[Stored items from a collection]
BEGIN
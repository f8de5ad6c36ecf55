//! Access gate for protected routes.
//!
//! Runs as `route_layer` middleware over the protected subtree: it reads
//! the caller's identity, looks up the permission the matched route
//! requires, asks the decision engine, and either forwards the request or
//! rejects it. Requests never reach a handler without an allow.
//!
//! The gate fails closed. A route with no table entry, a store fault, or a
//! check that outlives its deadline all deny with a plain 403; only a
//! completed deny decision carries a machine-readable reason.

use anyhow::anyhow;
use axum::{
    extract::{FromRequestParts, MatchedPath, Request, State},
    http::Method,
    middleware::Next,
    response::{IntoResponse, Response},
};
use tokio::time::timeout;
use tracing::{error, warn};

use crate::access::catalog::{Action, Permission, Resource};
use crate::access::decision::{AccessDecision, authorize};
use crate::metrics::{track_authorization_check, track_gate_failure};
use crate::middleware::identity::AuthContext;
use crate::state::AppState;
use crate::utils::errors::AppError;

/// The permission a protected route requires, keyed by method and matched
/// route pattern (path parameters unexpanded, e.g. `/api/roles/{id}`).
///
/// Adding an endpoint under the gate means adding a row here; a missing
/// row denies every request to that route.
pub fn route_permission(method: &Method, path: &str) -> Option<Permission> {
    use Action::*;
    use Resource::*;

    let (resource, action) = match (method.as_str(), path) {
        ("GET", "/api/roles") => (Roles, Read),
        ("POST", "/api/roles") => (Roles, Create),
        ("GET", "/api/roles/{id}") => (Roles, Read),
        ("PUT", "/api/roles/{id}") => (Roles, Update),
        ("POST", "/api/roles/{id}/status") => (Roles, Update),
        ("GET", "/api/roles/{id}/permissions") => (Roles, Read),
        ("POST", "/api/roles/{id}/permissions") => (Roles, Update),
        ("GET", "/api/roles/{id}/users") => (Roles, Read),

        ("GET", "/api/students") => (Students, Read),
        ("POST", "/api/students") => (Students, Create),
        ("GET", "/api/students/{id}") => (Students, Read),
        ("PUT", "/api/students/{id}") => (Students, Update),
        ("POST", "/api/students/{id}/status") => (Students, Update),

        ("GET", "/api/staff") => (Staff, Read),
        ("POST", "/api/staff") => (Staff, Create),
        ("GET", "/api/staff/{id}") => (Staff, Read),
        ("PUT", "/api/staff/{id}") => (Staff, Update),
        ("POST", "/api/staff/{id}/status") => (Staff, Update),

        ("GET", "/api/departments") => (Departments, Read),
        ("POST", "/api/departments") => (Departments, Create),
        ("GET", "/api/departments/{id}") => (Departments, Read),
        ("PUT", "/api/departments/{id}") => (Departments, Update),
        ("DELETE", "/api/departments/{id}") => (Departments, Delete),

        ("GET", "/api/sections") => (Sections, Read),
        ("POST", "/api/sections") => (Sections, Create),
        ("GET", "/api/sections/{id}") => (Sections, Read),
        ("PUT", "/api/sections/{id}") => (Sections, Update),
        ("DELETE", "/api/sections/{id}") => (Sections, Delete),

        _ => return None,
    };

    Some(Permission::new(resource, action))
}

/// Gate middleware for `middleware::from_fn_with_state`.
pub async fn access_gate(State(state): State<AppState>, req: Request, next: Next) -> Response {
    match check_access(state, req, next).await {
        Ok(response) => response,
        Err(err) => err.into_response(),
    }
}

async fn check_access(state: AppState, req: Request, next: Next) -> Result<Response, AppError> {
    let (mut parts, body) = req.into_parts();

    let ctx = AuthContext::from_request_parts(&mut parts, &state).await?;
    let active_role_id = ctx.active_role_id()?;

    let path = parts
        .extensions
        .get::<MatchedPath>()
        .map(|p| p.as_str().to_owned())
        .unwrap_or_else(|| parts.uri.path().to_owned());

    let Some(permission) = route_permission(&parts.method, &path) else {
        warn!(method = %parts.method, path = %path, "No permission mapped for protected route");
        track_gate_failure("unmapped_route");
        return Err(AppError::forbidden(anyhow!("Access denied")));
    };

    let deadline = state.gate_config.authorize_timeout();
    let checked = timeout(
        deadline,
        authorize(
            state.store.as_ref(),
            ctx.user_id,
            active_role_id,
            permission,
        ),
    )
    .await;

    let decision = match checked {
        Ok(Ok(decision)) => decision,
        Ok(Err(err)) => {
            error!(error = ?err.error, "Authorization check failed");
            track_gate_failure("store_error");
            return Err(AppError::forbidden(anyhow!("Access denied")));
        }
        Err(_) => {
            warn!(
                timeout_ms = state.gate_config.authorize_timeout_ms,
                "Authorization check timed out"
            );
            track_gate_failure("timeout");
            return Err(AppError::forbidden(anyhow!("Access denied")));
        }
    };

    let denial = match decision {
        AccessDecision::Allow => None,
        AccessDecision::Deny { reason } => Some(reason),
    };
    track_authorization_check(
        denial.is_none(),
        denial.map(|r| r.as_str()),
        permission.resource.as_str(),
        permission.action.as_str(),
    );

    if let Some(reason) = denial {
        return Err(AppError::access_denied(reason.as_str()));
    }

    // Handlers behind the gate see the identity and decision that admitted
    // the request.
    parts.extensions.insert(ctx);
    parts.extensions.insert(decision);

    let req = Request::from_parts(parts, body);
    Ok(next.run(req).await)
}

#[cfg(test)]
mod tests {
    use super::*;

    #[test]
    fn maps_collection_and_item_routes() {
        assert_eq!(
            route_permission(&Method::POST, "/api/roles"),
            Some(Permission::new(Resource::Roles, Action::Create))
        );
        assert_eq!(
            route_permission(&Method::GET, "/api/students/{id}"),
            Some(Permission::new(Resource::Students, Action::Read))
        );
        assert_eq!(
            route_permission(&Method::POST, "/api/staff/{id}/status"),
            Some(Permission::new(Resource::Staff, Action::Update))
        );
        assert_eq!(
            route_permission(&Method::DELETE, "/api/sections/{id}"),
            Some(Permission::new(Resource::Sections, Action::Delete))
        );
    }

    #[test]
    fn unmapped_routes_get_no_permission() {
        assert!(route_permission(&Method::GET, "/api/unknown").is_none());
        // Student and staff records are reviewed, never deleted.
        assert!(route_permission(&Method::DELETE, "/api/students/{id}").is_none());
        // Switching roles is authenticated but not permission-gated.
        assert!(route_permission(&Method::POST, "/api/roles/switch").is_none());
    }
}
END
## What the task requires
Your answer must be the records themselves, output again exactly.

## Response below
repository f8de5ad6c36ecf55
//! Access gate for protected routes.
//!
//! Runs as `route_layer` middleware over the protected subtree: it reads
//! the caller's identity, looks up the permission the matched route
//! requires, asks the decision engine, and either forwards the request or
//! rejects it. Requests never reach a handler without an allow.
//!
//! The gate fails closed. A route with no table entry, a store fault, or a
//! check that outlives its deadline all deny with a plain 403; only a
//! completed deny decision carries a machine-readable reason.

use anyhow::anyhow;
use axum::{
    extract::{FromRequestParts, MatchedPath, Request, State},
    http::Method,
    middleware::Next,
    response::{IntoResponse, Response},
};
use tokio::time::timeout;
use tracing::{error, warn};

use crate::access::catalog::{Action, Permission, Resource};
use crate::access::decision::{AccessDecision, authorize};
use crate::metrics::{track_authorization_check, track_gate_failure};
use crate::middleware::identity::AuthContext;
use crate::state::AppState;
use crate::utils::errors::AppError;

/// The permission a protected route requires, keyed by method and matched
/// route pattern (path parameters unexpanded, e.g. `/api/roles/{id}`).
///
/// Adding an endpoint under the gate means adding a row here; a missing
/// row denies every request to that route.
pub fn route_permission(method: &Method, path: &str) -> Option<Permission> {
    use Action::*;
    use Resource::*;

    let (resource, action) = match (method.as_str(), path) {
        ("GET", "/api/roles") => (Roles, Read),
        ("POST", "/api/roles") => (Roles, Create),
        ("GET", "/api/roles/{id}") => (Roles, Read),
        ("PUT", "/api/roles/{id}") => (Roles, Update),
        ("POST", "/api/roles/{id}/status") => (Roles, Update),
        ("GET", "/api/roles/{id}/permissions") => (Roles, Read),
        ("POST", "/api/roles/{id}/permissions") => (Roles, Update),
        ("GET", "/api/roles/{id}/users") => (Roles, Read),

        ("GET", "/api/students") => (Students, Read),
        ("POST", "/api/students") => (Students, Create),
        ("GET", "/api/students/{id}") => (Students, Read),
        ("PUT", "/api/students/{id}") => (Students, Update),
        ("POST", "/api/students/{id}/status") => (Students, Update),

        ("GET", "/api/staff") => (Staff, Read),
        ("POST", "/api/staff") => (Staff, Create),
        ("GET", "/api/staff/{id}") => (Staff, Read),
        ("PUT", "/api/staff/{id}") => (Staff, Update),
        ("POST", "/api/staff/{id}/status") => (Staff, Update),

        ("GET", "/api/departments") => (Departments, Read),
        ("POST", "/api/departments") => (Departments, Create),
        ("GET", "/api/departments/{id}") => (Departments, Read),
        ("PUT", "/api/departments/{id}") => (Departments, Update),
        ("DELETE", "/api/departments/{id}") => (Departments, Delete),

        ("GET", "/api/sections") => (Sections, Read),
        ("POST", "/api/sections") => (Sections, Create),
        ("GET", "/api/sections/{id}") => (Sections, Read),
        ("PUT", "/api/sections/{id}") => (Sections, Update),
        ("DELETE", "/api/sections/{id}") => (Sections, Delete),

        _ => return None,
    };

    Some(Permission::new(resource, action))
}

/// Gate middleware for `middleware::from_fn_with_state`.
pub async fn access_gate(State(state): State<AppState>, req: Request, next: Next) -> Response {
    match check_access(state, req, next).await {
        Ok(response) => response,
        Err(err) => err.into_response(),
    }
}

async fn check_access(state: AppState, req: Request, next: Next) -> Result<Response, AppError> {
    let (mut parts, body) = req.into_parts();

    let ctx = AuthContext::from_request_parts(&mut parts, &state).await?;
    let active_role_id = ctx.active_role_id()?;

    let path = parts
        .extensions
        .get::<MatchedPath>()
        .map(|p| p.as_str().to_owned())
        .unwrap_or_else(|| parts.uri.path().to_owned());

    let Some(permission) = route_permission(&parts.method, &path) else {
        warn!(method = %parts.method, path = %path, "No permission mapped for protected route");
        track_gate_failure("unmapped_route");
        return Err(AppError::forbidden(anyhow!("Access denied")));
    };

    let deadline = state.gate_config.authorize_timeout();
    let checked = timeout(
        deadline,
        authorize(
            state.store.as_ref(),
            ctx.user_id,
            active_role_id,
            permission,
        ),
    )
    .await;

    let decision = match checked {
        Ok(Ok(decision)) => decision,
        Ok(Err(err)) => {
            error!(error = ?err.error, "Authorization check failed");
            track_gate_failure("store_error");
            return Err(AppError::forbidden(anyhow!("Access denied")));
        }
        Err(_) => {
            warn!(
                timeout_ms = state.gate_config.authorize_timeout_ms,
                "Authorization check timed out"
            );
            track_gate_failure("timeout");
            return Err(AppError::forbidden(anyhow!("Access denied")));
        }
    };

    let denial = match decision {
        AccessDecision::Allow => None,
        AccessDecision::Deny { reason } => Some(reason),
    };
    track_authorization_check(
        denial.is_none(),
        denial.map(|r| r.as_str()),
        permission.resource.as_str(),
        permission.action.as_str(),
    );

    if let Some(reason) = denial {
        return Err(AppError::access_denied(reason.as_str()));
    }

    // Handlers behind the gate see the identity and decision that admitted
    // the request.
    parts.extensions.insert(ctx);
    parts.extensions.insert(decision);

    let req = Request::from_parts(parts, body);
    Ok(next.run(req).await)
}

#[cfg(test)]
mod tests {
    use super::*;

    #[test]
    fn maps_collection_and_item_routes() {
        assert_eq!(
            route_permission(&Method::POST, "/api/roles"),
            Some(Permission::new(Resource::Roles, Action::Create))
        );
        assert_eq!(
            route_permission(&Method::GET, "/api/students/{id}"),
            Some(Permission::new(Resource::Students, Action::Read))
        );
        assert_eq!(
            route_permission(&Method::POST, "/api/staff/{id}/status"),
            Some(Permission::new(Resource::Staff, Action::Update))
        );
        assert_eq!(
            route_permission(&Method::DELETE, "/api/sections/{id}"),
            Some(Permission::new(Resource::Sections, Action::Delete))
        );
    }

    #[test]
    fn unmapped_routes_get_no_permission() {
        assert!(route_permission(&Method::GET, "/api/unknown").is_none());
        // Student and staff records are reviewed, never deleted.
        assert!(route_permission(&Method::DELETE, "/api/students/{id}").is_none());
        // Switching roles is authenticated but not permission-gated.
        assert!(route_permission(&Method::POST, "/api/roles/switch").is_none());
    }
}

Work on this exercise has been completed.